Re: Large Ship Atomic Propulsion

For GW Johnson re atomic powered space vessels...

It is impractical (and may be impossible) for NewMars members to read every post by everyone else.

Thus, it is not at all surprising that one of us might have missed work by Calliban that is in progress to invent a mini-atomic-putt-putt system.

The Project Orion system you've described may well come into play at some point.

However, long before then, if Calliban is successful in his quest, humans will have learned how to enlist atomic power at a much smaller scale.

However, I want to emphasize that the ** principles ** of operation of the equipment sound quite similar.

Therefore, assuming you read this post (which I recognize is not guaranteed) here is what I understand of Calliban's initiative, and where your insights from your study of Project Orion may be helpful.

Background:
The US National Lab at Lawrence Livermore is working on laser ignition of pure fusion pellets.  These pellets are (working from memory) made of a combination of tritium and deuterium.  The pellets are heated by a bank of more than 100 powerful lasers, and the lab has reported some success in achieving fusion.
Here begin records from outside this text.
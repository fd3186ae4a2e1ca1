//! runlog-report - Running Log Summary CLI
//!
//! Validate a running log CSV and print overall and per-runner mileage.

use std::path::{Path, PathBuf};

use anyhow::{Context, Result};
use clap::Parser;
use runlog_core::analytics::Dashboard;
use runlog_core::format::{display_date, display_person, entries_label, format_miles};
use runlog_core::{ingest, Config, ParseOutcome};

#[derive(Parser, Debug)]
#[command(name = "runlog-report")]
#[command(about = "Summarize a running log CSV")]
#[command(version)]
struct Args {
    /// CSV file with date, person, and miles run columns
    file: PathBuf,

    /// Only report on this runner
    #[arg(long)]
    person: Option<String>,

    /// Export format (md = markdown, json = JSON)
    #[arg(long)]
    export: Option<String>,

    /// Exit with an error when any row fails validation
    #[arg(long)]
    strict: bool,
}

fn main() -> Result<()> {
    let args = Args::parse();

    let config = Config::load().context("failed to load configuration")?;
    let _log_guard = runlog_core::logging::init(&config.logging).ok();

    let runtime = tokio::runtime::Builder::new_current_thread()
        .enable_all()
        .build()
        .context("failed to create runtime")?;
    let outcome = runtime
        .block_on(ingest::load_path_async(&args.file))
        .with_context(|| format!("failed to read {}", args.file.display()))?;

    let person = args.person.as_deref().map(str::trim);
    let dashboard = Dashboard::build(&outcome.rows, person);
    if let Some(name) = person {
        if !dashboard.persons.iter().any(|p| p == name) {
            anyhow::bail!(
                "Unknown runner: {}. Known runners: {}",
                name,
                dashboard.persons.join(", ")
            );
        }
    }

    match args.export.as_deref() {
        Some("json") => print_json(&outcome, &dashboard)?,
        Some("md") => print_markdown(&args.file, &outcome, &dashboard),
        Some(other) => anyhow::bail!("Unknown export format: {}. Use 'md' or 'json'", other),
        None => print_terminal(&args.file, &outcome, &dashboard),
    }

    if args.strict && !outcome.errors.is_empty() {
        anyhow::bail!(
            "{} validation error(s) in {}",
            outcome.errors.len(),
            args.file.display()
        );
    }

    Ok(())
}

fn print_terminal(file: &Path, outcome: &ParseOutcome, dashboard: &Dashboard) {
    let title = format!("Running Log: {}", file.display());

    println!();
    println!("╭{}╮", "─".repeat(60));
    println!("│{:^60}│", title);
    println!("╰{}╯", "─".repeat(60));
    println!();

    if outcome.errors.is_empty() {
        println!(
            "✓ Successfully parsed {} row{} from the CSV file.",
            outcome.rows.len(),
            if outcome.rows.len() == 1 { "" } else { "s" }
        );
    } else {
        println!("VALIDATION ERRORS ({})", outcome.errors.len());
        for error in &outcome.errors {
            println!("   • {}", error.message);
        }
    }
    println!();

    if dashboard.is_empty() {
        println!("  No data available.");
        println!();
        return;
    }

    let overall = &dashboard.overall;
    println!("OVERALL METRICS  ({})", dashboard.overall_description());
    println!(
        "   Total:   {:<14} Average: {}",
        format_miles(overall.total),
        format_miles(overall.average)
    );
    println!(
        "   Min:     {:<14} Max:     {}",
        format_miles(overall.min),
        format_miles(overall.max)
    );
    println!("   Entries: {}", overall.total_entries);
    println!();

    println!("PER-PERSON METRICS");
    for (person, m) in &dashboard.per_person {
        println!(
            "   {:<16} avg {:<10} min {:<10} max {:<10} total {:<11} {}",
            display_person(person),
            format_miles(m.average),
            format_miles(m.min),
            format_miles(m.max),
            format_miles(m.total),
            entries_label(m.entries)
        );
    }
    println!();

    println!("{}", dashboard.chart_title().to_uppercase());
    let peak = dashboard.max_series_miles();
    for point in &dashboard.series {
        let width = if peak > 0.0 {
            ((point.miles / peak) * 30.0).round() as usize
        } else {
            0
        };
        println!(
            "   {}  {:<30} {}",
            display_date(&point.date),
            "█".repeat(width),
            format_miles(point.miles)
        );
    }
    println!();
}

fn print_markdown(file: &Path, outcome: &ParseOutcome, dashboard: &Dashboard) {
    println!("# Running Log: {}", file.display());
    println!();

    if !outcome.errors.is_empty() {
        println!("## Validation Errors");
        println!();
        for error in &outcome.errors {
            println!("- {}", error.message);
        }
        println!();
    }

    if dashboard.is_empty() {
        println!("*No data available.*");
        return;
    }

    let overall = &dashboard.overall;
    println!("## Overall Metrics");
    println!();
    println!("{}", dashboard.overall_description());
    println!();
    println!("| Metric | Value |");
    println!("|--------|-------|");
    println!("| Total | {} |", format_miles(overall.total));
    println!("| Average | {} |", format_miles(overall.average));
    println!("| Min | {} |", format_miles(overall.min));
    println!("| Max | {} |", format_miles(overall.max));
    println!("| Entries | {} |", overall.total_entries);
    println!();

    println!("## Per-Person Metrics");
    println!();
    println!("| Runner | Average | Min | Max | Total | Entries |");
    println!("|--------|---------|-----|-----|-------|---------|");
    for (person, m) in &dashboard.per_person {
        println!(
            "| {} | {} | {} | {} | {} | {} |",
            display_person(person),
            format_miles(m.average),
            format_miles(m.min),
            format_miles(m.max),
            format_miles(m.total),
            m.entries
        );
    }
    println!();

    println!("## {}", dashboard.chart_title());
    println!();
    println!("{}", dashboard.chart_description());
    println!();
    println!("| Date | Miles |");
    println!("|------|-------|");
    for point in &dashboard.series {
        println!("| {} | {} |", display_date(&point.date), point.miles);
    }
}

fn print_json(outcome: &ParseOutcome, dashboard: &Dashboard) -> Result<()> {
    let json = serde_json::json!({
        "success": outcome.success,
        "rows": outcome.rows.len(),
        "errors": outcome.errors,
        "dashboard": dashboard,
    });

    println!("{}", serde_json::to_string_pretty(&json)?);
    Ok(())
}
That work will continue, I am sure.

However, let us consider merging that flow with the Project Orion concept.

As I understand Project Orion, the nuclear devices were very small, on the order of size of artillery shells developed on Earth to carry nuclear explosives.

The ignition was to be carried out by the "traditional" use of chemical explosives to put the nuclear material into proximity.

Calliban's proposal, which you can find in his "Nuclear is Safe" topic, is to package a small amount of fission material with a small amount of fusion material and to ignite the combination with laser input.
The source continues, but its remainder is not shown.